When the line containing "cannot take it." is reached, include it and end there; set down verbatim every line before it, starting at the top of the records.

(Stored data entries)
##############################

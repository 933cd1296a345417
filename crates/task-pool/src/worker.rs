use std::sync::Arc;

use tokio::sync::mpsc::{self, UnboundedSender};
use tokio::task::JoinHandle;
use tracing::{debug, warn};

use task_pool_core::{ExecSource, Task, TaskId, WorkerId};

use crate::runtime::{ExecBackend, ExecRequest, ExecResponse, ResponseCode, WorkerEvent};

#[derive(Debug, Clone, Copy, PartialEq, Eq)]
pub(crate) enum WorkerState {
    Idle,
    Running,
    Exited,
}

/// One pooled worker: owns a single execution context and runs at most one
/// task at a time.
pub(crate) struct Worker {
    id: WorkerId,
    state: WorkerState,
    current: Option<Task>,
    requests: UnboundedSender<ExecRequest>,
    context: JoinHandle<()>,
}

impl Worker {
    /// Create the worker and spawn its execution context.
    pub fn spawn(
        id: WorkerId,
        backend: Arc<dyn ExecBackend>,
        default_source: ExecSource,
        events: UnboundedSender<WorkerEvent>,
    ) -> Self {
        let (requests, inbox) = mpsc::unbounded_channel();
        let context = tokio::spawn(run_context(id, backend, default_source, inbox, events));
        Worker {
            id,
            state: WorkerState::Idle,
            current: None,
            requests,
            context,
        }
    }

    pub fn id(&self) -> WorkerId {
        self.id
    }

    pub fn is_idle(&self) -> bool {
        self.state == WorkerState::Idle
    }

    pub fn current_task_id(&self) -> Option<TaskId> {
        self.current.as_ref().map(|task| task.id)
    }

    /// Ship a task to the execution context. Valid only while idle; the
    /// task is handed back when the worker cannot take it.
    pub fn run_task(&mut self, task: Task) -> Result<(), Task> {
        if self.state != WorkerState::Idle {
            return Err(task);
        }
        let request = ExecRequest {
            task_id: task.id,
            payload: task.payload.clone(),
            exec_override: task.exec_override.clone(),
        };
        if self.requests.send(request).is_err() {
            return Err(task);
        }
        self.state = WorkerState::Running;
        self.current = Some(task);
        Ok(())
    }

    /// Normal completion: back to idle, handing the finished task out.
    pub fn finish(&mut self) -> Option<Task> {
        self.state = WorkerState::Idle;
        self.current.take()
    }

    /// Terminal transition: the execution context is gone.
    pub fn mark_exited(&mut self) -> Option<Task> {
        self.state = WorkerState::Exited;
        self.current.take()
    }

    /// Tear the execution context down.
    pub fn terminate(self) {
        self.context.abort();
    }
}

/// The execution context: resolves the default body once, then serves
/// requests until its channel closes or the body panics.
async fn run_context(
    worker_id: WorkerId,
    backend: Arc<dyn ExecBackend>,
    default_source: ExecSource,
    mut inbox: mpsc::UnboundedReceiver<ExecRequest>,
    events: UnboundedSender<WorkerEvent>,
) {
    let default_body = match backend.resolve(&default_source).await {
        Ok(body) => body,
        Err(error) => {
            warn!(
                "Worker {} failed to resolve its default body: {}",
                worker_id, error
            );
            let _ = events.send(WorkerEvent::Error { worker_id, error });
            let _ = events.send(WorkerEvent::Exit {
                worker_id,
                task_id: None,
            });
            return;
        }
    };

    while let Some(request) = inbox.recv().await {
        let task_id = request.task_id;

        let body = match &request.exec_override {
            Some(source) => match backend.resolve(source).await {
                Ok(body) => body,
                Err(error) => {
                    // a bad dynamic body fails the task; the context stays up
                    let _ = events.send(WorkerEvent::Error {
                        worker_id,
                        error: error.clone(),
                    });
                    let _ = events.send(WorkerEvent::Response(ExecResponse {
                        worker_id,
                        task_id,
                        code: ResponseCode::Failed,
                        result: None,
                        error: Some(error),
                    }));
                    continue;
                }
            },
            None => default_body.clone(),
        };

        let payload = request.payload;
        let invocation = tokio::spawn(async move { body.run(payload).await });

        let response = match invocation.await {
            Ok(Ok(result)) => ExecResponse {
                worker_id,
                task_id,
                code: ResponseCode::Success,
                result: Some(result),
                error: None,
            },
            Ok(Err(error)) => ExecResponse {
                worker_id,
                task_id,
                code: ResponseCode::Failed,
                result: None,
                error: Some(error),
            },
            Err(join_error) => {
                // a panicking body takes the whole context down
                debug!(
                    "Worker {} context died running task {}: {}",
                    worker_id, task_id, join_error
                );
                let _ = events.send(WorkerEvent::Exit {
                    worker_id,
                    task_id: Some(task_id),
                });
                return;
            }
        };

        if events.send(WorkerEvent::Response(response)).is_err() {
            return;
        }
    }
}
impl PoolInner {
    async fn run_event_loop(self: Arc<Self>, mut inbox: mpsc::UnboundedReceiver<WorkerEvent>) {
        let mut shutdown = self.shutdown.subscribe();

        loop {
            if *shutdown.borrow() {
                break;
            }
            tokio::select! {
                _ = shutdown.changed() => {}
                maybe = inbox.recv() => match maybe {
                    Some(event) => self.handle_worker_event(event),
                    None => break,
                },
            }
        }
    }

    async fn run_drain_loop(self: Arc<Self>) {
        let mut shutdown = self.shutdown.subscribe();

        loop {
            if *shutdown.borrow() {
                break;
            }
            let period = Duration::from_millis(self.state.lock().options.task_loop_time);
            tokio::select! {
                _ = shutdown.changed() => {}
                _ = tokio::time::sleep(period) => self.drain_queue(),
            }
        }
    }

    fn handle_worker_event(&self, event: WorkerEvent) {
        match event {
            WorkerEvent::Response(response) => self.handle_response(response),
            WorkerEvent::Error { worker_id, error } => {
                warn!("Worker {} reported error: {}", worker_id, error);
                let _ = self.pool_events.send(PoolEvent::WorkerError { worker_id, error });
            }
            WorkerEvent::Exit { worker_id, task_id } => self.handle_exit(worker_id, task_id),
        }
    }

    fn handle_response(&self, response: ExecResponse) {
        let mut state = self.state.lock();

        let Some(worker) = state.workers.get_mut(&response.worker_id) else {
            // worker was wiped while its response was in flight
            debug!("Response from unknown worker {}", response.worker_id);
            return;
        };
        if worker.current_task_id() != Some(response.task_id) {
            warn!(
                "Worker {} responded for task {} it is not running",
                response.worker_id, response.task_id
            );
        }
        let Some(task) = worker.finish() else {
            warn!("Worker {} responded while idle", response.worker_id);
            return;
        };
        let task_id = task.id;

        match response.code {
            ResponseCode::Success => {
                debug!("Task {} completed on worker {}", task_id, response.worker_id);
                state.queue.remove_task(&task_id);
                if let Some(sink) = state.pending.remove(&task_id) {
                    let _ = sink.send(Ok(response.result.unwrap_or(Value::Null)));
                }
            }
            ResponseCode::Failed => {
                let error = response
                    .error
                    .unwrap_or_else(|| "task failed".to_string());
                if task.is_retryable() && state.queue.push(task) {
                    // retry accounting happens in the queue: decrement, tail
                    state.queue.retry_task(&task_id);
                    debug!("Task {} failed, scheduled for retry: {}", task_id, error);
                } else {
                    info!("Task {} failed: {}", task_id, error);
                    state.queue.remove_task(&task_id);
                    if let Some(sink) = state.pending.remove(&task_id) {
                        let _ = sink.send(Err(PoolError::TaskFailed(error)));
                    }
                }
            }
        }

        self.dispatch_next(&mut state);
    }

    fn handle_exit(&self, worker_id: WorkerId, task_id: Option<TaskId>) {
        let mut state = self.state.lock();

        let Some(mut worker) = state.workers.remove(&worker_id) else {
            return;
        };
        let running = worker.mark_exited();
        worker.terminate();
        warn!("Worker {} exited", worker_id);

        let dead_task_id = task_id.or_else(|| running.as_ref().map(|task| task.id));
        if let Some(task) = running {
            // an exited worker's task is not retried
            state.queue.remove_task(&task.id);
            if let Some(sink) = state.pending.remove(&task.id) {
                let _ = sink.send(Err(PoolError::WorkerExited {
                    worker_id,
                    task_id: task.id,
                }));
            }
        }

        let _ = self.pool_events.send(PoolEvent::WorkerExit {
            worker_id,
            task_id: dead_task_id,
        });

        self.dispatch_next(&mut state);
    }

    fn spawn_worker(&self, state: &mut PoolState) -> WorkerId {
        let id = state.next_worker_id;
        state.next_worker_id += 1;
        let worker = Worker::spawn(
            id,
            self.backend.clone(),
            self.default_source.clone(),
            self.worker_events.clone(),
        );
        state.workers.insert(id, worker);
        debug!("Created worker {}", id);
        id
    }

    /// Placement steps for an admitted task: grow first, then reuse an idle
    /// worker. The task is handed back when neither is possible.
    fn consume_task(&self, state: &mut PoolState, task: Task) -> std::result::Result<(), Task> {
        let task_id = task.id;
        let mut task = task;

        loop {
            let worker_id = if state.workers.len() < state.options.max_threads {
                self.spawn_worker(state)
            } else if let Some(id) = state.idle_worker_id() {
                id
            } else {
                return Err(task);
            };

            let Some(worker) = state.workers.get_mut(&worker_id) else {
                continue;
            };
            match worker.run_task(task) {
                Ok(()) => {
                    debug!("Dispatched task {} to worker {}", task_id, worker_id);
                    return Ok(());
                }
                Err(rejected) => {
                    // the context is already gone; drop the worker and retry
                    warn!("Worker {} refused a task, dropping it", worker_id);
                    if let Some(dead) = state.workers.remove(&worker_id) {
                        dead.terminate();
                    }
                    task = rejected;
                }
            }
        }
    }

    /// Move the queue head onto a worker, when placement is possible.
    fn dispatch_next(&self, state: &mut PoolState) -> bool {
        if state.queue.is_empty() || !state.can_place() {
            return false;
        }
        let Some(task) = state.queue.pop() else {
            return false;
        };
        match self.consume_task(state, task) {
            Ok(()) => true,
            Err(task) => {
                state.queue.push_front(task);
                false
            }
        }
    }

    fn drain_queue(&self) {
        let mut state = self.state.lock();
        if state.closed {
            return;
        }
        while self.dispatch_next(&mut state) {}
    }
}
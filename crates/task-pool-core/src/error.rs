use thiserror::Error;

use crate::task::{TaskId, WorkerId};

#[derive(Error, Debug)]
pub enum PoolError {
    #[error("invalid argument: {0}")]
    InvalidArgument(String),

    #[error("task queue is full")]
    QueueFull,

    #[error("task failed: {0}")]
    TaskFailed(String),

    #[error("worker {worker_id} exited while running task {task_id}")]
    WorkerExited { worker_id: WorkerId, task_id: TaskId },

    #[error("task was wiped before completion")]
    Wiped,

    #[error("pool is closed")]
    Closed,

    #[error("invalid state: {0}")]
    InvalidState(String),

    #[error("io error: {0}")]
    Io(#[from] std::io::Error),
}

pub type Result<T> = std::result::Result<T, PoolError>;
//! 分发队列性能基准测试
//!
//! 测试调用方入队路径（含驱逐）与投递线程取出路径的开销。

use criterion::{Criterion, black_box, criterion_group, criterion_main};
use rtmove_driver::{DispatchQueue, Envelope};
use rtmove_protocol::{Command, build_move_cartesian, build_move_cartesian_soft};

const POSE: [f64; 6] = [0.3, 0.0, 0.4, 0.0, 3.1, 0.0];

fn bench_try_enqueue_replace(c: &mut Criterion) {
    let queue: DispatchQueue<Command> = DispatchQueue::new(1);
    queue.try_enqueue(build_move_cartesian(&POSE));

    c.bench_function("dispatch_queue_try_enqueue_replace", |b| {
        b.iter(|| {
            black_box(queue.try_enqueue(build_move_cartesian(black_box(&POSE))));
        });
    });
}

fn bench_enqueue_take(c: &mut Criterion) {
    let queue: DispatchQueue<Command> = DispatchQueue::new(1);

    c.bench_function("dispatch_queue_enqueue_take", |b| {
        b.iter(|| {
            queue.try_enqueue(build_move_cartesian_soft(black_box(&POSE), 0.01));
            if let Envelope::Command(command) = queue.take() {
                black_box(command);
            }
        });
    });
}

fn bench_build_command(c: &mut Criterion) {
    c.bench_function("build_move_cartesian", |b| {
        b.iter(|| {
            black_box(build_move_cartesian(black_box(&POSE)));
        });
    });
}

criterion_group!(
    benches,
    bench_try_enqueue_replace,
    bench_enqueue_take,
    bench_build_command
);
criterion_main!(benches);
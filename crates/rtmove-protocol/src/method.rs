//! 命令方法定义

use crate::ProtocolError;
use serde::{Deserialize, Serialize};
use std::fmt;
use std::str::FromStr;

/// 实时运动命令的方法名
///
/// 序列化为远端约定的字符串（如 `"rt-move-cartesian"`）。
#[derive(Debug, Clone, Copy, PartialEq, Eq, Hash, Serialize, Deserialize)]
pub enum Method {
    /// 关节空间路点运动
    #[serde(rename = "rt-move")]
    RtMove,
    /// 笛卡尔空间运动（满速）
    #[serde(rename = "rt-move-cartesian")]
    RtMoveCartesian,
    /// 笛卡尔空间柔顺运动（按时长）
    #[serde(rename = "rt-move-cartesian-soft")]
    RtMoveCartesianSoft,
    /// 笛卡尔空间直接运动
    #[serde(rename = "rt-move-cartesian-hard")]
    RtMoveCartesianHard,
}

impl Method {
    /// 所有方法（按定义顺序）
    pub const ALL: [Method; 4] = [
        Method::RtMove,
        Method::RtMoveCartesian,
        Method::RtMoveCartesianSoft,
        Method::RtMoveCartesianHard,
    ];

    /// 远端使用的方法名
    pub const fn as_str(self) -> &'static str {
        match self {
            Method::RtMove => "rt-move",
            Method::RtMoveCartesian => "rt-move-cartesian",
            Method::RtMoveCartesianSoft => "rt-move-cartesian-soft",
            Method::RtMoveCartesianHard => "rt-move-cartesian-hard",
        }
    }
}

impl fmt::Display for Method {
    fn fmt(&self, f: &mut fmt::Formatter<'_>) -> fmt::Result {
        f.write_str(self.as_str())
    }
}

impl FromStr for Method {
    type Err = ProtocolError;

    fn from_str(s: &str) -> Result<Self, Self::Err> {
        Method::ALL
            .into_iter()
            .find(|method| method.as_str() == s)
            .ok_or_else(|| ProtocolError::UnknownMethod(s.to_string()))
    }
}
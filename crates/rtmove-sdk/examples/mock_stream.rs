//! 高频命令流演示（Mock 传输层）
//!
//! 以约 500Hz 生成笛卡尔目标，并周期性地让传输层卡住 10ms：
//! 卡住期间的命令在发送前就被后续命令覆盖，驱逐率会反映这一点。
//!
//! ```bash
//! RUST_LOG=debug cargo run -p rtmove-sdk --example mock_stream --features mock
//! ```

use rtmove_sdk::prelude::*;
use rtmove_sdk::transport::{MockReply, MockTransport};
use std::thread;
use std::time::Duration;

fn main() -> Result<(), DriverError> {
    rtmove_sdk::init_logger();

    let mock = MockTransport::new("ws://mock");
    let handle = mock.clone();

    let controller = RtControllerBuilder::new("arm-0", "ws://mock")
        .shutdown_timeout(Duration::from_millis(500))
        .build(move |_| handle)?;

    // 模拟一次远端拒绝：投递线程记录后继续
    mock.push_reply(MockReply::Error {
        code: 409,
        message: "target out of workspace".to_string(),
    });

    for step in 0..1000 {
        let t = step as f64 * 0.002;
        let pose = [0.3 + 0.05 * t.sin(), 0.05 * t.cos(), 0.4, 0.0, 3.1, 0.0];
        controller.rt_movec(&pose);

        // 每 100 步让链路卡住 10ms
        if step % 100 == 0 {
            mock.hold();
            thread::sleep(Duration::from_millis(10));
            mock.release();
        }
        thread::sleep(Duration::from_millis(2));
    }

    controller.close();

    let snapshot = controller.metrics();
    println!(
        "enqueued={} evicted={} delivered={} errors={} eviction_rate={:.1}%",
        snapshot.commands_enqueued,
        snapshot.commands_evicted,
        snapshot.commands_delivered,
        snapshot.transport_errors,
        snapshot.eviction_rate()
    );
    println!("remote saw {} requests", mock.request_count());
    Ok(())
}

##############################

_RESULT OF THE TASK_.
repository 933cd1296a345417
filename crates/task-pool/src/worker.rs
use std::sync::Arc;

use tokio::sync::mpsc::{self, UnboundedSender};
use tokio::task::JoinHandle;
use tracing::{debug, warn};

use task_pool_core::{ExecSource, Task, TaskId, WorkerId};

use crate::runtime::{ExecBackend, ExecRequest, ExecResponse, ResponseCode, WorkerEvent};

#[derive(Debug, Clone, Copy, PartialEq, Eq)]
pub(crate) enum WorkerState {
    Idle,
    Running,
    Exited,
}

/// One pooled worker: owns a single execution context and runs at most one
/// task at a time.
pub(crate) struct Worker {
    id: WorkerId,
    state: WorkerState,
    current: Option<Task>,
    requests: UnboundedSender<ExecRequest>,
    context: JoinHandle<()>,
}

impl Worker {
    /// Create the worker and spawn its execution context.
    pub fn spawn(
        id: WorkerId,
        backend: Arc<dyn ExecBackend>,
        default_source: ExecSource,
        events: UnboundedSender<WorkerEvent>,
    ) -> Self {
        let (requests, inbox) = mpsc::unbounded_channel();
        let context = tokio::spawn(run_context(id, backend, default_source, inbox, events));
        Worker {
            id,
            state: WorkerState::Idle,
            current: None,
            requests,
            context,
        }
    }

    pub fn id(&self) -> WorkerId {
        self.id
    }

    pub fn is_idle(&self) -> bool {
        self.state == WorkerState::Idle
    }

    pub fn current_task_id(&self) -> Option<TaskId> {
        self.current.as_ref().map(|task| task.id)
    }

    /// Ship a task to the execution context. Valid only while idle; the
    /// task is handed back when the worker cannot take it.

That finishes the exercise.